I can communicate

The tiny tots at the St Giles’ Nursery School are learning that communication is much more than speaking.

From January this year they discovered why people communicate, its importance, methods of communication, devices which help people to communicate, persons who work in the communication industry, and how to develop and understand the term communication.

However, at the official launch of the Communcation – I Can Communite project at the Ivy, St Michael school this morning, Senator Darcy Boyce enlightened them about the importance of the messages being conveyed.

He urged them never to communicate untruths, and furthermore he asked them not to say or do something unless it was going to help someone else.

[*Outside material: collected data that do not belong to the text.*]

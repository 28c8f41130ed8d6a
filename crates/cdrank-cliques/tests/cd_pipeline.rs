// SPDX-License-Identifier: MIT OR Apache-2.0

#![forbid(unsafe_code)]

//! End-to-end pipeline: score table -> ranks -> omnibus and post-hoc
//! tests -> clique grouping, the in-memory half of a critical difference
//! diagram.

use cdrank_cliques::group_cliques;
use cdrank_core::{
    rank_scores, MethodId, MissingPolicy, ScoreDirection, ScoreTable,
};
use cdrank_stats::{friedman_test, nemenyi_test, wilcoxon_holm, ExactEnumeration};

fn names(items: &[&str]) -> Vec<String> {
    items.iter().map(|s| s.to_string()).collect()
}

/// Ten datasets, four methods. "zero" trails consistently, "pelt" and
/// "binseg" lead, "bocpd" floats in between; one failed run and one NaN
/// score exercise the missing-data and skip paths.
fn benchmark_table() -> ScoreTable {
    let datasets = [
        "apple",
        "bank",
        "brent_spot",
        "construction",
        "debt_ireland",
        "homeruns",
        "nile",
        "ozone",
        "robocalls",
        "well_log",
    ];
    let rows: [[Option<f64>; 4]; 10] = [
        // pelt, binseg, bocpd, zero
        [Some(0.91), Some(0.88), Some(0.74), Some(0.31)],
        [Some(0.84), Some(0.86), Some(0.70), Some(0.25)],
        [Some(0.88), Some(0.85), Some(0.79), Some(0.35)],
        [Some(0.93), Some(0.89), Some(0.66), Some(0.28)],
        [Some(0.82), Some(0.84), Some(0.71), Some(0.22)],
        [Some(0.90), Some(0.87), Some(0.77), Some(0.30)],
        [Some(0.86), Some(0.83), Some(0.69), Some(0.27)],
        [Some(0.89), Some(0.91), Some(0.73), Some(0.24)],
        [Some(0.87), None, Some(0.68), Some(0.26)],
        [Some(0.92), Some(0.90), Some(f64::NAN), Some(0.33)],
    ];
    let cells = rows.iter().flatten().copied().collect();
    let methods = names(&["pelt", "binseg", "bocpd", "zero"]);
    ScoreTable::new(methods, names(&datasets), cells).expect("table should be valid")
}

#[test]
fn complete_case_pipeline_with_nemenyi_groups_the_leaders() {
    let table = benchmark_table();
    let complete = table
        .complete(MissingPolicy::DropIncomplete)
        .expect("complete-case analysis");
    // binseg never produced a score on "robocalls" -> dataset dropped.
    assert_eq!(complete.dropped_datasets(), ["robocalls".to_string()]);

    let summary = rank_scores(&complete, ScoreDirection::HigherIsBetter).expect("ranking");
    // The NaN dataset is skipped during ranking, not during completion.
    assert_eq!(summary.skipped_datasets, ["well_log".to_string()]);
    assert_eq!(summary.effective_datasets, 8);

    let omnibus = friedman_test(&summary).expect("omnibus test");
    assert!(omnibus.f_pvalue < 0.05, "methods clearly differ");

    let nemenyi = nemenyi_test(&summary, 0.05).expect("nemenyi test");
    // zero is far behind both leaders.
    let zero = MethodId(3);
    assert!(nemenyi.verdicts.significant(MethodId(0), zero));
    assert!(nemenyi.verdicts.significant(MethodId(1), zero));
    // pelt and binseg are within one rank of each other.
    assert!(!nemenyi.verdicts.significant(MethodId(0), MethodId(1)));

    let cliques = group_cliques(&nemenyi.verdicts, &summary).expect("grouping");
    assert!(!cliques.is_empty());
    // Sorted by min rank; the first clique holds the leaders and never
    // includes zero.
    let leaders = &cliques[0];
    assert!(leaders.contains(MethodId(0)));
    assert!(leaders.contains(MethodId(1)));
    assert!(!leaders.contains(zero));
    for pair in cliques.windows(2) {
        assert!(pair[0].min_rank <= pair[1].min_rank);
    }
}

#[test]
fn zero_imputation_keeps_every_complete_dataset() {
    let table = benchmark_table();
    let complete = table
        .complete(MissingPolicy::ImputeZero)
        .expect("zero imputation");
    assert!(complete.dropped_datasets().is_empty());

    let summary = rank_scores(&complete, ScoreDirection::HigherIsBetter).expect("ranking");
    // Only the NaN dataset is skipped; the imputed one is ranked with
    // binseg in last place there.
    assert_eq!(summary.effective_datasets, 9);
    let robocalls = summary
        .dataset_ranks
        .iter()
        .find(|r| r.dataset == "robocalls")
        .expect("imputed dataset is ranked");
    assert_eq!(robocalls.ranks[1], 4.0);
}

#[test]
fn wilcoxon_pipeline_agrees_on_the_extreme_pair() {
    let table = benchmark_table();
    let complete = table
        .complete(MissingPolicy::DropIncomplete)
        .expect("complete-case analysis");
    let summary = rank_scores(&complete, ScoreDirection::HigherIsBetter).expect("ranking");

    let result = wilcoxon_holm(&complete, 0.05, &ExactEnumeration).expect("wilcoxon-holm");
    // pelt vs zero: nine finite paired scores, all favoring pelt.
    assert!(result.verdicts.significant(MethodId(0), MethodId(3)));

    let cliques = group_cliques(&result.verdicts, &summary).expect("grouping");
    for clique in &cliques {
        assert!(
            !(clique.contains(MethodId(0)) && clique.contains(MethodId(3))),
            "pelt and zero must never share a clique"
        );
    }
}

#[test]
fn reference_test_singles_out_the_best_method() {
    let table = benchmark_table();
    let complete = table
        .complete(MissingPolicy::DropIncomplete)
        .expect("complete-case analysis");
    let summary = rank_scores(&complete, ScoreDirection::HigherIsBetter).expect("ranking");

    let result = cdrank_stats::reference_test(&summary, 0.05).expect("reference test");
    assert_eq!(result.reference_name, "pelt");
    let zero = result
        .comparisons
        .iter()
        .find(|c| c.method_name == "zero")
        .expect("zero is compared");
    assert!(zero.significant);
}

“When you are to communicate, you have to think about the other person. You have to understand what state of mind that person is in, what mood they are in . . . . You also have to understand how you yourself feel before you try to tell somebody something. How you feel will affect what you say. If you feel angry you will use angry words, if you feel vexed or frustrated you will use words that are vexing and frustrating.

“If you feel good and happy you will use words that [ are happy]. So you don’t just communicate at any time. You have to understand how you yourself feel before you try to talk to somebody and tell them something,” Boyce said as he congratulated the school for teaching the children such a life lesson.

“Communicating doesn’t mean only talking . . . [it is] how you deliver the message; how you tell people something. There are times when you can’t prepare yourself . . . that is when you see the character of people coming out. What you have practised in your life comes out in emergency situations. If you have practised communicating well, it comes out when you are in a situation of emergency; and the language you use then and the way you conduct yourself says a whole lot more about your character than you will ever imagine,” he said.

The Minister responsible for telecommunications in the Prime Minister’s Office further warned the mostly young audience that lack of good communication would then lead to confusion.

Boyce said: “Chances are you will end up vexed, frustrated, angry, aggressive and withdrawn. In other words, you will not be the happy person you used to be. You pull away, you snap at people, you go by yourself in a corner, sit down and don’t talk to people, you frown all the time –– just because you have not been able to get people to understand what you want to tell them, get them do what you want them to do.

“And out of those conditions come other more violent behaviours; the aggression, the frustration, they all lead to other behaviour that is not in the best interest of anyone.”

Teacher Fiona Ifill said the purpose of the project was to build awareness of the importance of communication in the daily lives of the students at an early age. The children, ages three and four, were divided into six groups: the Significant Signers, Roving Reporters, Brilliant Broadcasters, Busy Bookworms, Dynamic Dancers, and Sensational Singers. They were provided with the opportunity to explore the different methods of communication through dance, song, journalism, sign language, reading and movements.

The youngsters will also be made aware of the various devices used in communication, as well as the people who work in the communication industry. By the end of this unit, the staff hoped students would be able to show appreciation for good communication in and out of school. The project continues until July with educational tours, visits from personnel in the communication industry, finger plays, pantomimes, puppetry and singing, among other things.